All the energy we need , or will ever need,is actually residing in spent uranium storage pools around the country. That “nuclear waste” stil contains more than 98% of the energy it contained before it fueled a nuclear reactor for 4 or more years. Build (completely safe) fast reactors to extract most of the remaining energy and the estimates are that this will provide all the power this country needs for 1000 years. And it won’t affect any wind patterns, etc.
i have to laugh,all this fuss about removing what is essentially an inert substance from miles under the ground whose major byproduct appears to be a trace gas that increases plant growth,and the solution is to extract energy from dynamic systems that influence the biosphere ,wind ,solar ,wave and tidal energy. you really could not make it up,absolute ******* morons.
Dave says:
August 14, 2014 at 12:10 pm
Just when you begin to think that green energy proposals can’t get any stupider… and then this fricken idea comes along. But don’t worry, the same guys that brought us Solyndra are certain to form a start-up company in order to be the recipient of more Government largess.
Maybe I’ll invest… /sarc
Good idea – get in while the subsidies are high, take a profit, and sell.
I’m in.
John Brignell of Number Watch has never been keen on this:
http://www.numberwatch.co.uk/cables.htm
The nonsense that will not go away.
Ive been giving this some thought. Why not enclose the Sun to Mars orbit in a gigantic ‘Dyson Sphere’ and cover the ‘top’ and ‘bottom’ of the sphere with solar panels. That should generate more than enough energy to meet our needs foor quite some time. Impractical you say? No more impractical than this harebrained scheme.
If you extract a significant portion of wind energy, you will seriously alter wind patterns. Let’s
see some research on that side-effect before proceeding.
Engineering issues aside, you cannot GET energy without taking it. removing energy from the jet streams could have repercussions with precipitation patterns.
Bill Marsh says:
August 14, 2014 at 11:16 am
So, if they start sucking all this energy out of the jet streams, wouldn’t that affect the wind pattern and subsequently the weather
Global calming, the next great extinction.

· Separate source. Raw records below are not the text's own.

//! File type detection and metadata probing for uploads
//!
//! Only the few header bytes needed are read:
//! - PNG: IHDR width/height (big-endian)
//! - GIF: logical screen size (little-endian)
//! - JPEG: first SOFn segment
//!
//! PDFs are reported with a page count of 1; pages are counted server-side.

use crate::models::FileMetadata;
use std::path::Path;

/// Supported upload kinds
#[derive(Debug, Clone, Copy, PartialEq, Eq)]
pub enum MediaKind {
    Png,
    Jpeg,
    Gif,
    Pdf,
}

impl MediaKind {
    /// Detect from magic bytes
    #[must_use]
    pub fn sniff(bytes: &[u8]) -> Option<Self> {
        if bytes.starts_with(b"\x89PNG\r\n\x1a\n") {
            Some(Self::Png)
        } else if bytes.starts_with(&[0xFF, 0xD8, 0xFF]) {
            Some(Self::Jpeg)
        } else if bytes.starts_with(b"GIF87a") || bytes.starts_with(b"GIF89a") {
            Some(Self::Gif)
        } else if bytes.starts_with(b"%PDF-") {
            Some(Self::Pdf)
        } else {
            None
        }
    }

    /// Detect from file extension
    #[must_use]
    pub fn from_path(path: &Path) -> Option<Self> {
        let ext = path.extension()?.to_str()?.to_ascii_lowercase();
        match ext.as_str() {
            "png" => Some(Self::Png),
            "jpg" | "jpeg" => Some(Self::Jpeg),
            "gif" => Some(Self::Gif),
            "pdf" => Some(Self::Pdf),
            _ => None,
        }
    }

    /// MIME type sent with the upload
    #[inline]
    #[must_use]
    pub fn content_type(self) -> &'static str {
        match self {
            Self::Png => "image/png",
            Self::Jpeg => "image/jpeg",
            Self::Gif => "image/gif",
            Self::Pdf => "application/pdf",
        }
    }

    #[inline]
    #[must_use]
    pub fn is_image(self) -> bool {
        !matches!(self, Self::Pdf)
    }
}

/// Metadata reported when completing an upload
///
/// Images whose size cannot be read report no dimensions.
#[must_use]
pub fn probe_metadata(kind: MediaKind, bytes: &[u8]) -> FileMetadata {
    match kind {
        MediaKind::Pdf => FileMetadata::document(1),
        _ => image_dimensions(kind, bytes)
            .map(|(width, height)| FileMetadata::image(width, height))
            .unwrap_or_default(),
    }
}

/// Width and height of an image
#[must_use]
pub fn image_dimensions(kind: MediaKind, bytes: &[u8]) -> Option<(u32, u32)> {
    match kind {
        MediaKind::Png => png_dimensions(bytes),
        MediaKind::Gif => gif_dimensions(bytes),
        MediaKind::Jpeg => jpeg_dimensions(bytes),
        MediaKind::Pdf => None,
    }
}

fn png_dimensions(bytes: &[u8]) -> Option<(u32, u32)> {
    // Signature (8) + chunk length (4) + "IHDR" (4), then width, height
    if bytes.get(12..16)? != b"IHDR" {
        return None;
    }
    let width = u32::from_be_bytes(bytes.get(16..20)?.try_into().ok()?);
    let height = u32::from_be_bytes(bytes.get(20..24)?.try_into().ok()?);
    Some((width, height))
}

fn gif_dimensions(bytes: &[u8]) -> Option<(u32, u32)> {
    let width = u16::from_le_bytes(bytes.get(6..8)?.try_into().ok()?);
    let height = u16::from_le_bytes(bytes.get(8..10)?.try_into().ok()?);
    Some((u32::from(width), u32::from(height)))
}

fn jpeg_dimensions(bytes: &[u8]) -> Option<(u32, u32)> {
    let mut pos = 2;
    loop {
        // Skip fill bytes before a marker
        while *bytes.get(pos)? == 0xFF && *bytes.get(pos + 1)? == 0xFF {
            pos += 1;
        }
        if *bytes.get(pos)? != 0xFF {
            return None;
        }
        let marker = *bytes.get(pos + 1)?;
        pos += 2;

        // Standalone markers carry no length
        if marker == 0x01 || (0xD0..=0xD7).contains(&marker) {
            continue;
        }
        // Start of scan or end of image before any frame header
        if marker == 0xDA || marker == 0xD9 {
            return None;
        }

        let len = usize::from(u16::from_be_bytes(bytes.get(pos..pos + 2)?.try_into().ok()?));
        if len < 2 {
            return None;
        }

        let is_frame_header =
            matches!(marker, 0xC0..=0xCF) && !matches!(marker, 0xC4 | 0xC8 | 0xCC);
        if is_frame_header {
            // length (2) + precision (1), then height, width
            let height = u16::from_be_bytes(bytes.get(pos + 3..pos + 5)?.try_into().ok()?);
            let width = u16::from_be_bytes(bytes.get(pos + 5..pos + 7)?.try_into().ok()?);
            return Some((u32::from(width), u32::from(height)));
        }

        pos += len;
    }
}

#[cfg(test)]
mod tests {
    use super::*;

    fn png(width: u32, height: u32) -> Vec<u8> {
        let mut bytes = b"\x89PNG\r\n\x1a\n".to_vec();
        bytes.extend_from_slice(&13_u32.to_be_bytes());
        bytes.extend_from_slice(b"IHDR");
        bytes.extend_from_slice(&width.to_be_bytes());
        bytes.extend_from_slice(&height.to_be_bytes());
        bytes.extend_from_slice(&[8, 6, 0, 0, 0]);
        bytes
    }

    fn jpeg(width: u16, height: u16) -> Vec<u8> {
        let mut bytes = vec![0xFF, 0xD8];
        // APP0 with a 4-byte payload
        bytes.extend_from_slice(&[0xFF, 0xE0, 0x00, 0x06, b'J', b'F', b'I', b'F']);
        // SOF0
        bytes.extend_from_slice(&[0xFF, 0xC0, 0x00, 0x11, 0x08]);
        bytes.extend_from_slice(&height.to_be_bytes());
        bytes.extend_from_slice(&width.to_be_bytes());
        bytes.extend_from_slice(&[0x03; 10]);
        bytes
    }

    #[test]
    fn sniffs_magic_bytes() {
        assert_eq!(MediaKind::sniff(&png(1, 1)), Some(MediaKind::Png));
        assert_eq!(MediaKind::sniff(&jpeg(1, 1)), Some(MediaKind::Jpeg));
        assert_eq!(MediaKind::sniff(b"GIF89a\x01\x00"), Some(MediaKind::Gif));
        assert_eq!(MediaKind::sniff(b"%PDF-1.7"), Some(MediaKind::Pdf));
        assert_eq!(MediaKind::sniff(b"hello"), None);
    }

    #[test]
    fn extension_lookup_is_case_insensitive() {
        assert_eq!(MediaKind::from_path(Path::new("lease.PDF")), Some(MediaKind::Pdf));
        assert_eq!(MediaKind::from_path(Path::new("scan.jpeg")), Some(MediaKind::Jpeg));
        assert_eq!(MediaKind::from_path(Path::new("notes.txt")), None);
        assert_eq!(MediaKind::from_path(Path::new("noext")), None);
    }

    #[test]
    fn png_size() {
        assert_eq!(image_dimensions(MediaKind::Png, &png(1280, 720)), Some((1280, 720)));
        assert_eq!(image_dimensions(MediaKind::Png, &png(1, 1)[..20]), None);
    }

    #[test]
    fn gif_size() {
        let gif = b"GIF89a\x40\x01\xF0\x00rest";
        assert_eq!(image_dimensions(MediaKind::Gif, gif), Some((320, 240)));
    }

    #[test]
    fn jpeg_size_after_app_segment() {
        assert_eq!(image_dimensions(MediaKind::Jpeg, &jpeg(4032, 3024)), Some((4032, 3024)));
    }

    #[test]
    fn truncated_jpeg_yields_none() {
        let bytes = jpeg(10, 10);
        assert_eq!(image_dimensions(MediaKind::Jpeg, &bytes[..12]), None);
    }

    #[test]
    fn metadata_per_kind() {
        assert_eq!(probe_metadata(MediaKind::Pdf, b"%PDF-1.4"), FileMetadata::document(1));
        assert_eq!(probe_metadata(MediaKind::Png, &png(3, 4)), FileMetadata::image(3, 4));
        assert_eq!(probe_metadata(MediaKind::Png, b"broken"), FileMetadata::default());
    }
}
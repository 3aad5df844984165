//! Argument definitions

use clap::{value_parser, Arg, ArgAction, Command};
use homenote_client::AuthProvider;
use std::path::PathBuf;

/// Default config file, read from the working directory when present
pub const DEFAULT_CONFIG_FILE: &str = "homenote.toml";

fn id_arg(name: &'static str, help: &'static str) -> Arg {
    Arg::new(name)
        .required(true)
        .value_parser(value_parser!(u64))
        .help(help)
}

/// Build the `homenote` command tree
#[must_use]
pub fn build_cli() -> Command {
    Command::new("homenote")
        .version(crate::VERSION)
        .about("Homenote rental contract, listing and home note client")
        .subcommand_required(true)
        .arg_required_else_help(true)
        .arg(
            Arg::new("config")
                .long("config")
                .global(true)
                .default_value(DEFAULT_CONFIG_FILE)
                .value_parser(value_parser!(PathBuf))
                .help("Config file (TOML); ignored when missing"),
        )
        .arg(
            Arg::new("api-url")
                .long("api-url")
                .global(true)
                .help("Backend origin, overriding config and environment"),
        )
        .arg(
            Arg::new("state-dir")
                .long("state-dir")
                .global(true)
                .value_parser(value_parser!(PathBuf))
                .help("Directory holding the session file"),
        )
        .arg(
            Arg::new("verbose")
                .long("verbose")
                .short('v')
                .global(true)
                .action(ArgAction::SetTrue)
                .help("Debug logging unless RUST_LOG is set"),
        )
        .subcommand(
            Command::new("login")
                .about("Exchange an OAuth authorization code for a session")
                .arg(
                    Arg::new("provider")
                        .long("provider")
                        .required(true)
                        .value_parser(|s: &str| s.parse::<AuthProvider>())
                        .help("kakao, naver or google"),
                )
                .arg(
                    Arg::new("code")
                        .long("code")
                        .required(true)
                        .help("Authorization code from the provider"),
                )
                .arg(
                    Arg::new("redirect-uri")
                        .long("redirect-uri")
                        .required(true)
                        .help("Redirect URI registered with the provider"),
                ),
        )
        .subcommand(Command::new("logout").about("End the session"))
        .subcommand(Command::new("me").about("Show the signed-in member"))
        .subcommand(
            Command::new("nickname")
                .about("Change the nickname")
                .arg(Arg::new("name").required(true).help("2 to 10 letters or digits")),
        )
        .subcommand(
            Command::new("lifestyles")
                .about("List lifestyle tags, or save a selection")
                .arg(
                    Arg::new("select")
                        .long("select")
                        .num_args(1..)
                        .value_parser(value_parser!(u64))
                        .help("Lifestyle ids to save"),
                ),
        )
        .subcommand(
            Command::new("listings")
                .about("Property listings")
                .subcommand_required(true)
                .subcommand(
                    Command::new("search")
                        .about("Search listings")
                        .arg(Arg::new("keyword").help("Search keyword"))
                        .arg(
                            Arg::new("page")
                                .long("page")
                                .default_value("0")
                                .value_parser(value_parser!(u32)),
                        )
                        .arg(
                            Arg::new("size")
                                .long("size")
                                .default_value("20")
                                .value_parser(value_parser!(u32)),
                        ),
                )
                .subcommand(
                    Command::new("show")
                        .about("Show one listing")
                        .arg(id_arg("id", "Listing id")),
                )
                .subcommand(
                    Command::new("bookmark")
                        .about("Toggle the bookmark on a listing")
                        .arg(id_arg("id", "Listing id")),
                ),
        )
        .subcommand(
            Command::new("recent")
                .about("Recent search keywords")
                .arg(
                    Arg::new("clear")
                        .long("clear")
                        .action(ArgAction::SetTrue)
                        .help("Forget all recent searches"),
                )
                .arg(
                    Arg::new("remove")
                        .long("remove")
                        .conflicts_with("clear")
                        .help("Forget one keyword"),
                ),
        )
        .subcommand(
            Command::new("contracts")
                .about("Easy contract analysis")
                .subcommand_required(true)
                .subcommand(
                    Command::new("submit")
                        .about("Upload contract pages and request analysis")
                        .arg(
                            Arg::new("files")
                                .required(true)
                                .num_args(1..)
                                .value_parser(value_parser!(PathBuf))
                                .help("PNG, JPEG, GIF or PDF files"),
                        )
                        .arg(
                            Arg::new("wait")
                                .long("wait")
                                .action(ArgAction::SetTrue)
                                .help("Wait for the result event"),
                        ),
                )
                .subcommand(Command::new("list").about("List submitted contracts"))
                .subcommand(
                    Command::new("show")
                        .about("Show one contract")
                        .arg(id_arg("id", "Contract id")),
                )
                .subcommand(
                    Command::new("delete")
                        .about("Delete a contract")
                        .arg(id_arg("id", "Contract id")),
                ),
        )
        .subcommand(
            Command::new("notes")
                .about("Home notes")
                .subcommand_required(true)
                .subcommand(Command::new("list").about("List home notes"))
                .subcommand(
                    Command::new("show")
                        .about("Show one note")
                        .arg(id_arg("id", "Note id")),
                )
                .subcommand(
                    Command::new("create")
                        .about("Create a note")
                        .arg(Arg::new("title").long("title").required(true))
                        .arg(Arg::new("address").long("address"))
                        .arg(Arg::new("memo").long("memo")),
                )
                .subcommand(
                    Command::new("check")
                        .about("Toggle a checklist item")
                        .arg(id_arg("id", "Note id"))
                        .arg(id_arg("item", "Checklist item id")),
                )
                .subcommand(
                    Command::new("delete")
                        .about("Delete a note")
                        .arg(id_arg("id", "Note id")),
                ),
        )
        .subcommand(Command::new("listen").about("Print server events until interrupted"))
}

#[cfg(test)]
mod tests {
    use super::*;
    use pretty_assertions::assert_eq;

    fn parse(args: &[&str]) -> clap::ArgMatches {
        build_cli()
            .try_get_matches_from(std::iter::once("homenote").chain(args.iter().copied()))
            .unwrap()
    }

    #[test]
    fn command_tree_is_consistent() {
        build_cli().debug_assert();
    }

    #[test]
    fn global_flags_follow_subcommands() {
        let matches = parse(&["me", "--api-url", "http://localhost:8080", "-v"]);
        assert_eq!(
            matches.get_one::<String>("api-url").map(String::as_str),
            Some("http://localhost:8080")
        );
        assert!(matches.get_flag("verbose"));
        assert_eq!(
            matches.get_one::<PathBuf>("config"),
            Some(&PathBuf::from(DEFAULT_CONFIG_FILE))
        );
    }

    #[test]
    fn login_parses_provider() {
        let matches = parse(&[
            "login",
            "--provider",
            "Kakao",
            "--code",
            "abc",
            "--redirect-uri",
            "https://app.test/cb",
        ]);
        let (name, args) = matches.subcommand().unwrap();
        assert_eq!(name, "login");
        assert_eq!(args.get_one::<AuthProvider>("provider"), Some(&AuthProvider::Kakao));
    }

    #[test]
    fn unknown_provider_is_rejected() {
        let result = build_cli().try_get_matches_from([
            "homenote",
            "login",
            "--provider",
            "github",
            "--code",
            "abc",
            "--redirect-uri",
            "x",
        ]);
        assert!(result.is_err());
    }

    #[test]
    fn contract_submit_takes_many_files() {
        let matches = parse(&["contracts", "submit", "p1.png", "p2.pdf", "--wait"]);
        let (_, contracts) = matches.subcommand().unwrap();
        let (name, submit) = contracts.subcommand().unwrap();
        assert_eq!(name, "submit");
        let files: Vec<&PathBuf> = submit.get_many::<PathBuf>("files").unwrap().collect();
        assert_eq!(files, vec![&PathBuf::from("p1.png"), &PathBuf::from("p2.pdf")]);
        assert!(submit.get_flag("wait"));
    }

    #[test]
    fn search_defaults_page_and_size() {
        let matches = parse(&["listings", "search", "망원동"]);
        let (_, listings) = matches.subcommand().unwrap();
        let (_, search) = listings.subcommand().unwrap();
        assert_eq!(search.get_one::<u32>("page"), Some(&0));
        assert_eq!(search.get_one::<u32>("size"), Some(&20));
        assert_eq!(
            search.get_one::<String>("keyword").map(String::as_str),
            Some("망원동")
        );
    }

    #[test]
    fn checklist_ids_must_be_numbers() {
        let result = build_cli().try_get_matches_from(["homenote", "notes", "check", "3", "x"]);
        assert!(result.is_err());
    }

    #[test]
    fn recent_clear_conflicts_with_remove() {
        let result =
            build_cli().try_get_matches_from(["homenote", "recent", "--clear", "--remove", "a"]);
        assert!(result.is_err());
    }
}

Some of these folks obviously have a lot of ignorance about our nation’s energy system :
“From an engineering point of view, this is really complicated,” said NCAR scientist Luca Delle Monache, a co-author of a new study examining these issues. “But it could greatly increase the use of renewable energy and move the U.S. toward the goal of energy independence.”
We have no “energy dependence” except for oil, and these wind machines can’t produce anything but electricity, which cannot replace oil (at this time, or anytime soon). Wind power can
have no effect on energy independence. Sen Max Baucus made the same stupid claim years ago when he was christening a wind turbine.
Sounds like a great plan! I think I have the perfect name for this wonderful system. We could call it ” SKYNET”.
i may not be near clever enough but I think of a conductor extending from a mile above all the way to the earth as problematic. It would be a natural path for grounding clouds (Basically a carrie for lightning). A conductor large enough to carry the regular amperage plus lightning strikes would be pretty substantial and then the conversion equipment on the ground would have to be able of surviving the strikes. If they haven’t thought this far ahead (maybe they have and there are very interessting solutions they can share) it’s premature to be touting the potential.
I think a fleet of these should be moored directly above NCAR, wired to NCAR and then all other power sources to NCAR should be cut. I also believe personal experience is often the best teacher.